▶ **Exercise aim**
Retype each line below precisely.

▶ **Provided material**
━━━━━━━━

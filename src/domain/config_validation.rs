//! Configuration validation.
//!
//! Validates every recognised key before a backtest runs. Absent optional keys take
//! their defaults and always pass.

use crate::domain::error::FundexError;
use crate::domain::ranking::ScoreOrder;
use crate::ports::config_port::ConfigPort;
use chrono::NaiveDate;

pub fn validate_backtest_config(config: &dyn ConfigPort) -> Result<(), FundexError> {
    validate_initial_capital(config)?;
    validate_risk_free_rate(config)?;
    validate_dates(config)?;
    Ok(())
}

pub fn validate_strategy_config(config: &dyn ConfigPort) -> Result<(), FundexError> {
    validate_at_least_one(config, "universe", "num_coarse")?;
    validate_min_price(config)?;
    validate_exchanges(config)?;
    validate_at_least_one(config, "selection", "num_long")?;
    validate_factor_weights(config)?;
    validate_score_order(config)?;
    validate_at_least_one(config, "schedule", "rebalance_days")?;
    validate_max_drawdown(config)?;
    validate_defensive_sleeve(config)?;
    Ok(())
}

fn validate_initial_capital(config: &dyn ConfigPort) -> Result<(), FundexError> {
    let value = parse_double(config, "backtest", "initial_capital", 100_000.0)?;
    if !(value > 0.0) {
        return Err(FundexError::invalid(
            "backtest",
            "initial_capital",
            "initial_capital must be positive",
        ));
    }
    Ok(())
}

fn validate_risk_free_rate(config: &dyn ConfigPort) -> Result<(), FundexError> {
    let value = parse_double(config, "backtest", "risk_free_rate", 0.0)?;
    if !(0.0..1.0).contains(&value) {
        return Err(FundexError::invalid(
            "backtest",
            "risk_free_rate",
            "risk_free_rate must be between 0 and 1",
        ));
    }
    Ok(())
}

fn validate_dates(config: &dyn ConfigPort) -> Result<(), FundexError> {
    let start_date = parse_date(
        config.get_string("backtest", "start_date").as_deref(),
        "start_date",
    )?;
    let end_date = parse_date(config.get_string("backtest", "end_date").as_deref(), "end_date")?;

    if start_date >= end_date {
        return Err(FundexError::invalid(
            "backtest",
            "start_date",
            "start_date must be before end_date",
        ));
    }
    Ok(())
}

pub fn parse_date(value: Option<&str>, field: &str) -> Result<NaiveDate, FundexError> {
    match value {
        None => Err(FundexError::ConfigMissing {
            section: "backtest".to_string(),
            key: field.to_string(),
        }),
        Some(s) => NaiveDate::parse_from_str(s.trim(), "%Y-%m-%d").map_err(|_| {
            FundexError::invalid(
                "backtest",
                field,
                format!("invalid {} format, expected YYYY-MM-DD", field),
            )
        }),
    }
}

/// The value of an optional float key. Present but unparseable is an error rather than
/// a silent fallback to `default`.
fn parse_double(
    config: &dyn ConfigPort,
    section: &str,
    key: &str,
    default: f64,
) -> Result<f64, FundexError> {
    match config.get_string(section, key) {
        None => Ok(default),
        Some(raw) => raw.trim().parse().map_err(|_| {
            FundexError::invalid(section, key, format!("{key} must be a number, got '{raw}'"))
        }),
    }
}

fn validate_at_least_one(
    config: &dyn ConfigPort,
    section: &str,
    key: &str,
) -> Result<(), FundexError> {
    if config.get_string(section, key).is_none() {
        return Ok(());
    }
    let value = config.get_int(section, key, 0);
    if value < 1 {
        return Err(FundexError::invalid(
            section,
            key,
            format!("{key} must be an integer of at least 1"),
        ));
    }
    Ok(())
}

fn validate_min_price(config: &dyn ConfigPort) -> Result<(), FundexError> {
    let value = parse_double(config, "universe", "min_price", 0.0)?;
    if !(value >= 0.0) {
        return Err(FundexError::invalid(
            "universe",
            "min_price",
            "min_price must be non-negative",
        ));
    }
    Ok(())
}

fn validate_exchanges(config: &dyn ConfigPort) -> Result<(), FundexError> {
    match config.get_list("universe", "exchanges") {
        Some(list) if list.is_empty() => Err(FundexError::invalid(
            "universe",
            "exchanges",
            "at least one exchange is required",
        )),
        _ => Ok(()),
    }
}

pub const WEIGHT_KEYS: [&str; 4] = [
    "beta_tangible_book",
    "beta_revenue",
    "beta_operating_income",
    "beta_dividends",
];

fn validate_factor_weights(config: &dyn ConfigPort) -> Result<(), FundexError> {
    for key in WEIGHT_KEYS {
        let value = parse_double(config, "selection", key, 1.0)?;
        if !(value >= 0.0) || !value.is_finite() {
            return Err(FundexError::invalid(
                "selection",
                key,
                format!("{key} must be a non-negative number"),
            ));
        }
    }
    Ok(())
}

fn validate_score_order(config: &dyn ConfigPort) -> Result<(), FundexError> {
    if let Some(raw) = config.get_string("selection", "score_order") {
        raw.parse::<ScoreOrder>()
            .map_err(|reason| FundexError::invalid("selection", "score_order", reason))?;
    }
    Ok(())
}

fn validate_max_drawdown(config: &dyn ConfigPort) -> Result<(), FundexError> {
    let value = parse_double(config, "risk", "max_drawdown", -0.15)?;
    if !(value > -1.0 && value < 0.0) {
        return Err(FundexError::invalid(
            "risk",
            "max_drawdown",
            "max_drawdown must be between -1 and 0 (exclusive)",
        ));
    }
    Ok(())
}

fn validate_defensive_sleeve(config: &dyn ConfigPort) -> Result<(), FundexError> {
    let symbols = config.get_list("risk", "defensive_symbols");
    let weights = config.get_list("risk", "defensive_weights");

    if let Some(ref symbols) = symbols {
        if symbols.is_empty() {
            return Err(FundexError::invalid(
                "risk",
                "defensive_symbols",
                "at least one defensive symbol is required",
            ));
        }
    }

    let Some(weights) = weights else {
        return Ok(());
    };
    let expected = symbols.as_ref().map_or(2, |s| s.len());
    if weights.len() != expected {
        return Err(FundexError::invalid(
            "risk",
            "defensive_weights",
            format!("expected {} weights, got {}", expected, weights.len()),
        ));
    }

    let mut total = 0.0;
    for raw in &weights {
        let w: f64 = raw.parse().map_err(|_| {
            FundexError::invalid("risk", "defensive_weights", format!("invalid weight '{raw}'"))
        })?;
        if !(w >= 0.0) {
            return Err(FundexError::invalid(
                "risk",
                "defensive_weights",
                "weights must be non-negative",
            ));
        }
        total += w;
    }
    if total > 1.0 + 1e-9 {
        return Err(FundexError::invalid(
            "risk",
            "defensive_weights",
            format!("weights sum to {total}, must not exceed 1"),
        ));
    }
    Ok(())
}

━━━━━━━━

▶ **Your response**
filename src/domain/config_validation.rs
//! Configuration validation.
//!
//! Validates every recognised key before a backtest runs. Absent optional keys take
//! their defaults and always pass.

use crate::domain::error::FundexError;
use crate::domain::ranking::ScoreOrder;
use crate::ports::config_port::ConfigPort;
use chrono::NaiveDate;

pub fn validate_backtest_config(config: &dyn ConfigPort) -> Result<(), FundexError> {
    validate_initial_capital(config)?;
    validate_risk_free_rate(config)?;
    validate_dates(config)?;
    Ok(())
}

pub fn validate_strategy_config(config: &dyn ConfigPort) -> Result<(), FundexError> {
    validate_at_least_one(config, "universe", "num_coarse")?;
    validate_min_price(config)?;
    validate_exchanges(config)?;
    validate_at_least_one(config, "selection", "num_long")?;
    validate_factor_weights(config)?;
    validate_score_order(config)?;
    validate_at_least_one(config, "schedule", "rebalance_days")?;
    validate_max_drawdown(config)?;
    validate_defensive_sleeve(config)?;
    Ok(())
}

fn validate_initial_capital(config: &dyn ConfigPort) -> Result<(), FundexError> {
    let value = parse_double(config, "backtest", "initial_capital", 100_000.0)?;
    if !(value > 0.0) {
        return Err(FundexError::invalid(
            "backtest",
            "initial_capital",
            "initial_capital must be positive",
        ));
    }
    Ok(())
}

fn validate_risk_free_rate(config: &dyn ConfigPort) -> Result<(), FundexError> {
    let value = parse_double(config, "backtest", "risk_free_rate", 0.0)?;
    if !(0.0..1.0).contains(&value) {
        return Err(FundexError::invalid(
            "backtest",
            "risk_free_rate",
            "risk_free_rate must be between 0 and 1",
        ));
    }
    Ok(())
}

fn validate_dates(config: &dyn ConfigPort) -> Result<(), FundexError> {
    let start_date = parse_date(
        config.get_string("backtest", "start_date").as_deref(),
        "start_date",
    )?;
    let end_date = parse_date(config.get_string("backtest", "end_date").as_deref(), "end_date")?;

    if start_date >= end_date {
        return Err(FundexError::invalid(
            "backtest",
            "start_date",
            "start_date must be before end_date",
        ));
    }
    Ok(())
}

pub fn parse_date(value: Option<&str>, field: &str) -> Result<NaiveDate, FundexError> {
    match value {
        None => Err(FundexError::ConfigMissing {
            section: "backtest".to_string(),
            key: field.to_string(),
        }),
        Some(s) => NaiveDate::parse_from_str(s.trim(), "%Y-%m-%d").map_err(|_| {
            FundexError::invalid(
                "backtest",
                field,
                format!("invalid {} format, expected YYYY-MM-DD", field),
            )
        }),
    }
}

/// The value of an optional float key. Present but unparseable is an error rather than
/// a silent fallback to `default`.
fn parse_double(
    config: &dyn ConfigPort,
    section: &str,
    key: &str,
    default: f64,
) -> Result<f64, FundexError> {
    match config.get_string(section, key) {
        None => Ok(default),
        Some(raw) => raw.trim().parse().map_err(|_| {
            FundexError::invalid(section, key, format!("{key} must be a number, got '{raw}'"))
        }),
    }
}

fn validate_at_least_one(
    config: &dyn ConfigPort,
    section: &str,
    key: &str,
) -> Result<(), FundexError> {
    if config.get_string(section, key).is_none() {
        return Ok(());
    }
    let value = config.get_int(section, key, 0);
    if value < 1 {
        return Err(FundexError::invalid(
            section,
            key,
            format!("{key} must be an integer of at least 1"),
        ));
    }
    Ok(())
}

fn validate_min_price(config: &dyn ConfigPort) -> Result<(), FundexError> {
    let value = parse_double(config, "universe", "min_price", 0.0)?;
    if !(value >= 0.0) {
        return Err(FundexError::invalid(
            "universe",
            "min_price",
            "min_price must be non-negative",
        ));
    }
    Ok(())
}

fn validate_exchanges(config: &dyn ConfigPort) -> Result<(), FundexError> {
    match config.get_list("universe", "exchanges") {
        Some(list) if list.is_empty() => Err(FundexError::invalid(
            "universe",
            "exchanges",
            "at least one exchange is required",
        )),
        _ => Ok(()),
    }
}

pub const WEIGHT_KEYS: [&str; 4] = [
    "beta_tangible_book",
    "beta_revenue",
    "beta_operating_income",
    "beta_dividends",
];

fn validate_factor_weights(config: &dyn ConfigPort) -> Result<(), FundexError> {
    for key in WEIGHT_KEYS {
        let value = parse_double(config, "selection", key, 1.0)?;
        if !(value >= 0.0) || !value.is_finite() {
            return Err(FundexError::invalid(
                "selection",
                key,
                format!("{key} must be a non-negative number"),
            ));
        }
    }
    Ok(())
}

fn validate_score_order(config: &dyn ConfigPort) -> Result<(), FundexError> {
    if let Some(raw) = config.get_string("selection", "score_order") {
        raw.parse::<ScoreOrder>()
            .map_err(|reason| FundexError::invalid("selection", "score_order", reason))?;
    }
    Ok(())
}

fn validate_max_drawdown(config: &dyn ConfigPort) -> Result<(), FundexError> {
    let value = parse_double(config, "risk", "max_drawdown", -0.15)?;
    if !(value > -1.0 && value < 0.0) {
        return Err(FundexError::invalid(
            "risk",
            "max_drawdown",
            "max_drawdown must be between -1 and 0 (exclusive)",
        ));
    }
    Ok(())
}

fn validate_defensive_sleeve(config: &dyn ConfigPort) -> Result<(), FundexError> {
    let symbols = config.get_list("risk", "defensive_symbols");
    let weights = config.get_list("risk", "defensive_weights");

    if let Some(ref symbols) = symbols {
        if symbols.is_empty() {
            return Err(FundexError::invalid(
                "risk",
                "defensive_symbols",
                "at least one defensive symbol is required",
            ));
        }
    }

    let Some(weights) = weights else {
        return Ok(());
    };
    let expected = symbols.as_ref().map_or(2, |s| s.len());
    if weights.len() != expected {
        return Err(FundexError::invalid(
            "risk",
            "defensive_weights",
            format!("expected {} weights, got {}", expected, weights.len()),
        ));
    }

    let mut total = 0.0;
    for raw in &weights {
        let w: f64 = raw.parse().map_err(|_| {
            FundexError::invalid("risk", "defensive_weights", format!("invalid weight '{raw}'"))
        })?;
        if !(w >= 0.0) {
            return Err(FundexError::invalid(
                "risk",
                "defensive_weights",
                "weights must be non-negative",
            ));
        }
        total += w;
    }
    if total > 1.0 + 1e-9 {
        return Err(FundexError::invalid(
            "risk",
            "defensive_weights",
            format!("weights sum to {total}, must not exceed 1"),
        ));
    }
    Ok(())
}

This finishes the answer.